> _Your assignment_
Quote the material below exactly as written, from the first line to the line that holds "pub fn is_expired(&self)", endpoints included.

> _Exercise input_
//! Timed Entry Module
//!
//! A memoized value together with the instant it stops being valid.

use std::time::Duration;

use tokio::time::Instant;

// == Timed Entry ==
/// Represents a single in-memory memoized result.
#[derive(Debug, Clone)]
pub struct TimedEntry<V> {
    /// The memoized value
    pub value: V,
    /// When the value was computed
    pub created_at: Instant,
    /// When the value expires
    pub expires_at: Instant,
}

impl<V> TimedEntry<V> {
    // == Constructor ==
    /// Creates an entry that lives for `ttl` from now.
    pub fn new(value: V, ttl: Duration) -> Self {
        let now = Instant::now();
        Self {
            value,
            created_at: now,
            expires_at: now + ttl,
        }
    }

    // == Is Expired ==
    /// Checks if the entry has expired.
    ///
    /// An entry is expired once the current instant reaches `expires_at`, so
    /// a zero TTL never serves a cached value.
    pub fn is_expired(&self) -> bool {
        Instant::now() >= self.expires_at
    }

    // == Time To Live ==
    /// Remaining lifetime, zero once expired.
    pub fn ttl_remaining(&self) -> Duration {
        self.expires_at.saturating_duration_since(Instant::now())
    }
}
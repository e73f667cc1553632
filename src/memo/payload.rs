//! Payload Module
//!
//! Converts producer output to storable text and cached text back to values.

use std::path::Path;

use serde::de::DeserializeOwned;
use serde::Serialize;
use serde_json::Value;

use crate::error::{MemoError, Result};

// == Cached Value ==
/// What a memoized call hands back.
#[derive(Debug, Clone, PartialEq)]
pub enum CachedValue {
    /// Raw text, as stored
    Text(String),
    /// Parsed JSON document
    Json(Value),
}

impl CachedValue {
    /// Wraps producer output without going through storage.
    pub fn from_output<R: Serialize + ?Sized>(output: &R) -> Result<Self> {
        Ok(match serde_json::to_value(output)? {
            Value::String(text) => CachedValue::Text(text),
            other => CachedValue::Json(other),
        })
    }

    pub fn as_text(&self) -> Option<&str> {
        match self {
            CachedValue::Text(text) => Some(text),
            CachedValue::Json(_) => None,
        }
    }

    pub fn as_json(&self) -> Option<&Value> {
        match self {
            CachedValue::Json(value) => Some(value),
            CachedValue::Text(_) => None,
        }
    }

    /// Text for `Text`, compact JSON for `Json`.
    pub fn into_text(self) -> String {
        match self {
            CachedValue::Text(text) => text,
            CachedValue::Json(value) => value.to_string(),
        }
    }

    /// Deserializes the value into `T`. Text is parsed as JSON first.
    pub fn deserialize<T: DeserializeOwned>(self) -> Result<T> {
        match self {
            CachedValue::Json(value) => Ok(serde_json::from_value(value)?),
            CachedValue::Text(text) => Ok(serde_json::from_str(&text)?),
        }
    }
}

// == Normalize ==
/// Turns producer output into the text written to storage.
///
/// Strings are stored verbatim, objects and arrays as compact JSON. Anything
/// else is rejected with [`MemoError::UnsupportedResultType`].
pub fn normalize<R: Serialize + ?Sized>(output: &R) -> Result<String> {
    match serde_json::to_value(output)? {
        Value::String(text) => Ok(text),
        value @ (Value::Object(_) | Value::Array(_)) => Ok(serde_json::to_string(&value)?),
        other => Err(MemoError::UnsupportedResultType(json_type_name(&other))),
    }
}

// == Decode ==
/// Parses stored text according to the `is_json` flag.
pub fn decode(path: &Path, text: String, is_json: bool) -> Result<CachedValue> {
    if !is_json {
        return Ok(CachedValue::Text(text));
    }

    serde_json::from_str(&text)
        .map(CachedValue::Json)
        .map_err(|source| MemoError::Decode {
            path: path.to_path_buf(),
            source,
        })
}

fn json_type_name(value: &Value) -> &'static str {
    match value {
        Value::Null => "null",
        Value::Bool(_) => "boolean",
        Value::Number(_) => "number",
        Value::String(_) => "string",
        Value::Array(_) => "array",
        Value::Object(_) => "object",
    }
}
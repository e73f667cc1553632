//! Error types for the memoization layer
//!
//! Provides unified error handling using thiserror.

use std::io;
use std::path::PathBuf;

use thiserror::Error;

// == Memo Error Enum ==
/// Unified error type for the memoizer and the request helper.
#[derive(Error, Debug)]
pub enum MemoError {
    /// The memoize config is incomplete or inconsistent
    #[error("Invalid memoize config: {0}")]
    Configuration(String),

    /// The producer returned something that cannot be stored as text
    #[error("Memoized function must return a string or an object, got {0}")]
    UnsupportedResultType(&'static str),

    /// A storage read, write or stat failed
    #[error("Storage error at {}: {source}", path.display())]
    Storage {
        path: PathBuf,
        #[source]
        source: io::Error,
    },

    /// The wrapped function itself failed
    #[error(transparent)]
    Producer(anyhow::Error),

    /// Arguments or results could not be serialized
    #[error("Serialization failed: {0}")]
    Serialization(#[from] serde_json::Error),

    /// A cache entry is not valid JSON although the config asks for JSON
    #[error("Cached entry at {} is not valid JSON: {source}", path.display())]
    Decode {
        path: PathBuf,
        #[source]
        source: serde_json::Error,
    },

    /// Transport level HTTP failure
    #[error("HTTP error: {0}")]
    Http(#[from] reqwest::Error),

    /// The server answered with a non-success status
    #[error("HTTP request to \"{url}\" failed with status code: \"{status}\"")]
    HttpStatus { url: String, status: u16 },

    /// A configured request header is not a valid HTTP header
    #[error("Invalid header {0}")]
    InvalidHeader(String),

    /// Proxying is enabled but neither a proxy file nor a custom proxy is set
    #[error("\"proxyFile\" or \"proxyCustom\" must be specified")]
    MissingProxy,

    /// The proxy file holds no usable line
    #[error("Proxy file {} is empty", .0.display())]
    EmptyProxyList(PathBuf),
}

impl MemoError {
    /// Wraps an I/O failure with the path it happened on.
    pub fn storage(path: impl Into<PathBuf>, source: io::Error) -> Self {
        MemoError::Storage {
            path: path.into(),
            source,
        }
    }

    /// Unwraps a producer failure that is itself a `MemoError`.
    ///
    /// Producers built on this crate report their own errors through
    /// `anyhow`; this hands the original variant back to the caller.
    pub fn into_original(self) -> Self {
        match self {
            MemoError::Producer(inner) => match inner.downcast::<MemoError>() {
                Ok(original) => original,
                Err(other) => MemoError::Producer(other),
            },
            other => other,
        }
    }
}

// == Result Type Alias ==
/// Convenience Result type for the crate.
pub type Result<T> = std::result::Result<T, MemoError>;
//! DOT HTML-like table labels for model nodes.
//!
//! A model renders as a table: a header row with the model name, an optional
//! italic description row, and one row per field with west/east ports so
//! edges can anchor on the exact field. When any field carries a description
//! a third column is added and every field row renders one.

use std::fmt::Write;

use crate::contract::{FieldRef, Model};

const HEADER_ROW_COLOR: &str = "#f3f797";
const DESCRIPTION_ROW_COLOR: &str = "#fcffcc";
const ODD_ROW_COLOR: &str = "#FFFFFF";
const EVEN_ROW_COLOR: &str = "#e3e3e3";

const CHARACTER_LIMIT: usize = 40;
const HEADER_CHARACTER_LIMIT: usize = 100;

const LINE_SEPARATOR: &str = "\n<br></br>";

/// Escape text for inclusion in HTML-like label markup.
fn escape(text: &str) -> String {
    let mut out = String::with_capacity(text.len());
    for c in text.chars() {
        match c {
            '&' => out.push_str("&amp;"),
            '<' => out.push_str("&lt;"),
            '>' => out.push_str("&gt;"),
            '"' => out.push_str("&quot;"),
            _ => out.push(c),
        }
    }
    out
}

/// Wrap a description into `<br>`-separated lines so long text does not
/// stretch its table row. Whitespace runs are collapsed first.
fn split_description_lines(message: &str, character_limit: usize) -> String {
    if message.len() < character_limit {
        return message.to_string();
    }

    let mut lines: Vec<String> = Vec::new();
    let mut current = String::new();

    for piece in message.split_whitespace() {
        if current.is_empty() {
            current = piece.to_string();
        } else if current.len() + piece.len() + 1 > character_limit {
            lines.push(std::mem::take(&mut current));
            current = piece.to_string();
        } else {
            current.push(' ');
            current.push_str(piece);
        }
    }
    if !current.is_empty() {
        lines.push(current);
    }

    lines.join(LINE_SEPARATOR)
}

fn header_row(name: &str, column_count: usize) -> String {
    format!(
        "<tr><td bgcolor=\"{HEADER_ROW_COLOR}\" port=\"_root\" colspan=\"{column_count}\"><b>{}</b></td></tr>",
        escape(name)
    )
}

fn description_row(description: &str, column_count: usize) -> String {
    // Only the first paragraph goes into the node.
    let first = description
        .split("\n\n")
        .next()
        .unwrap_or(description);
    let text = split_description_lines(&escape(first), HEADER_CHARACTER_LIMIT);
    format!(
        "<tr><td bgcolor=\"{DESCRIPTION_ROW_COLOR}\" port=\"description\" colspan=\"{column_count}\"><i>{text}</i></td></tr>"
    )
}

fn field_row(row_index: usize, field: &FieldRef, render_descriptions: bool) -> String {
    // Rows are numbered from 1 for the odd/even striping.
    let row_color = if (row_index + 1) % 2 == 1 {
        ODD_ROW_COLOR
    } else {
        EVEN_ROW_COLOR
    };
    let name = escape(field.name());
    let type_name = escape(&field.type_name());

    if render_descriptions {
        let description =
            split_description_lines(&escape(field.description().unwrap_or("")), CHARACTER_LIMIT);
        format!(
            "<tr><td bgcolor=\"{row_color}\" port=\"{name}_w\"><b>{name}</b></td>\
             <td bgcolor=\"{row_color}\">{type_name}</td>\
             <td bgcolor=\"{row_color}\" port=\"{name}_e\">{description}</td></tr>"
        )
    } else {
        format!(
            "<tr><td bgcolor=\"{row_color}\" port=\"{name}_w\">{name}</td>\
             <td bgcolor=\"{row_color}\" port=\"{name}_e\">{type_name}</td></tr>"
        )
    }
}

/// Build the default HTML-like table label for a model.
///
/// This is the fallback used by [`Model::dot_label`]; adapters with richer
/// native metadata can override it.
pub fn table_label<M: Model + ?Sized>(model: &M) -> String {
    let fields = model.fields();
    let render_descriptions = fields.iter().any(|f| f.description().is_some());
    let column_count = if render_descriptions { 3 } else { 2 };

    let mut rows = header_row(model.name(), column_count);
    if let Some(description) = model.description() {
        rows.push_str(&description_row(description, column_count));
    }
    for (index, field) in fields.iter().enumerate() {
        let _ = write!(rows, "{}", field_row(index, field, render_descriptions));
    }

    format!(
        "<<table border=\"0\" cellborder=\"1\" cellpadding=\"5\" cellspacing=\"0\">{rows}</table>>"
    )
}
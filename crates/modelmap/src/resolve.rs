//! Type-argument resolution.
//!
//! Given a field's declared type expression, flatten it into the leaf type
//! candidates that should be tested against the adapter registry: bare types
//! yield themselves, optional wrappers are looked through (the "none" arm is
//! dropped), containers contribute their element types, unions contribute
//! every member. The two forward-reference forms cannot be resolved and fail
//! with distinct conditions; the graph builder attaches the owning model and
//! field before surfacing them.

use modelmap_core::types::{TypeExpr, TypeRef};
use thiserror::Error;

/// A declared type that cannot be flattened into candidates yet.
#[derive(Debug, Error, PartialEq, Eq)]
pub enum ResolveError {
    /// The type is a raw string annotation that was never parsed.
    #[error("unresolved string annotation {0:?}")]
    StringForwardRef(String),

    /// The type names a forward reference that has not been bound.
    #[error("unevaluated forward reference {0:?}")]
    UnevaluatedForwardRef(String),
}

/// Flatten a declared type into the candidates to test against the registry.
///
/// # Errors
///
/// Returns [`ResolveError`] when the expression contains either
/// forward-reference form; resolution does not continue past the first one.
pub fn candidate_args(expr: &TypeExpr) -> Result<Vec<TypeRef>, ResolveError> {
    let mut candidates = Vec::new();
    collect(expr, &mut candidates)?;
    Ok(candidates)
}

fn collect(expr: &TypeExpr, out: &mut Vec<TypeRef>) -> Result<(), ResolveError> {
    match expr {
        TypeExpr::Named(type_ref) => out.push(type_ref.clone()),
        TypeExpr::Optional(inner) => collect(inner, out)?,
        TypeExpr::Container(_, args) | TypeExpr::Union(args) => {
            for arg in args {
                collect(arg, out)?;
            }
        }
        TypeExpr::StringRef(raw) => return Err(ResolveError::StringForwardRef(raw.clone())),
        TypeExpr::Forward(forward) => match forward.get() {
            Some(target) => out.push(target.clone()),
            None => {
                return Err(ResolveError::UnevaluatedForwardRef(
                    forward.name().to_string(),
                ));
            }
        },
    }
    Ok(())
}

#[cfg(test)]
mod tests {
    use std::sync::Arc;

    use modelmap_core::types::ForwardRef;

    use super::*;

    fn named(name: &str) -> TypeExpr {
        TypeExpr::named(TypeRef::new(name, Arc::new(())))
    }

    fn names(expr: &TypeExpr) -> Vec<String> {
        candidate_args(expr)
            .unwrap()
            .iter()
            .map(|t| t.name().to_string())
            .collect()
    }

    #[test]
    fn test_bare_type_yields_itself() {
        assert_eq!(names(&named("Quest")), vec!["Quest"]);
    }

    #[test]
    fn test_optional_yields_the_wrapped_candidates() {
        let expr = TypeExpr::optional(named("Quest"));

        assert_eq!(names(&expr), vec!["Quest"]);
    }

    #[test]
    fn test_containers_yield_their_type_arguments() {
        let list = TypeExpr::list(named("Adventurer"));
        assert_eq!(names(&list), vec!["Adventurer"]);

        let map = TypeExpr::map(named("String"), named("Quest"));
        assert_eq!(names(&map), vec!["String", "Quest"]);
    }

    #[test]
    fn test_unions_yield_every_member() {
        let expr = TypeExpr::union(vec![named("Quest"), TypeExpr::list(named("Adventurer"))]);

        assert_eq!(names(&expr), vec!["Quest", "Adventurer"]);
    }

    #[test]
    fn test_deep_nesting_flattens() {
        let expr = TypeExpr::optional(TypeExpr::list(TypeExpr::union(vec![
            named("Quest"),
            TypeExpr::optional(named("SideQuest")),
        ])));

        assert_eq!(names(&expr), vec!["Quest", "SideQuest"]);
    }

    #[test]
    fn test_string_annotation_fails_distinctly() {
        let expr = TypeExpr::list(TypeExpr::StringRef("Quest".to_string()));

        assert_eq!(
            candidate_args(&expr).unwrap_err(),
            ResolveError::StringForwardRef("Quest".to_string())
        );
    }

    #[test]
    fn test_unbound_forward_reference_fails_distinctly() {
        let expr = TypeExpr::optional(TypeExpr::Forward(ForwardRef::new("Quest")));

        assert_eq!(
            candidate_args(&expr).unwrap_err(),
            ResolveError::UnevaluatedForwardRef("Quest".to_string())
        );
    }

    #[test]
    fn test_bound_forward_reference_yields_its_target() {
        let forward = ForwardRef::new("Quest");
        forward.bind(TypeRef::new("Quest", Arc::new(())));
        let expr = TypeExpr::Forward(forward);

        assert_eq!(names(&expr), vec!["Quest"]);
    }
}
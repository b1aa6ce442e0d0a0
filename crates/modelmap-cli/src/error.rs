//! CLI error type with miette diagnostics.
//!
//! Library errors pass through unmodified; the CLI only adds the failures of
//! its own thin layer (name lookup, configuration, file I/O) plus help text
//! for the errors users hit most.

use std::io;

use miette::Diagnostic;
use thiserror::Error;

use modelmap::DiagramError;
#[cfg(feature = "graphviz")]
use modelmap::export::ExportError;

use crate::config::ConfigError;

/// Errors surfaced by the modelmap CLI.
#[derive(Debug, Error, Diagnostic)]
pub enum CliError {
    #[error("I/O error: {0}")]
    Io(#[from] io::Error),

    #[error(transparent)]
    #[diagnostic(help(
        "fix the named declaration: bind forward references before diagramming \
         (Namespace::bind_forward_refs) and make sure every root is a declared model"
    ))]
    Diagram(#[from] DiagramError),

    #[error(transparent)]
    Config(#[from] ConfigError),

    #[error("model or namespace {name:?} not found")]
    #[diagnostic(help(
        "pass a namespace name (e.g. `tavern`) or a qualified model name (e.g. `tavern::Party`)"
    ))]
    ModelNotFound { name: String },

    #[cfg(feature = "graphviz")]
    #[error(transparent)]
    #[diagnostic(help("rendering shells out to Graphviz; check that `dot` is installed"))]
    Export(#[from] ExportError),
}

> _Output_
//! Timed Entry Module
//!
//! A memoized value together with the instant it stops being valid.

use std::time::Duration;

use tokio::time::Instant;

// == Timed Entry ==
/// Represents a single in-memory memoized result.
#[derive(Debug, Clone)]
pub struct TimedEntry<V> {
    /// The memoized value
    pub value: V,
    /// When the value was computed
    pub created_at: Instant,
    /// When the value expires
    pub expires_at: Instant,
}

impl<V> TimedEntry<V> {
    // == Constructor ==
    /// Creates an entry that lives for `ttl` from now.
    pub fn new(value: V, ttl: Duration) -> Self {
        let now = Instant::now();
        Self {
            value,
            created_at: now,
            expires_at: now + ttl,
        }
    }

    // == Is Expired ==
    /// Checks if the entry has expired.
    ///
    /// An entry is expired once the current instant reaches `expires_at`, so
    /// a zero TTL never serves a cached value.
    pub fn is_expired(&self) -> bool {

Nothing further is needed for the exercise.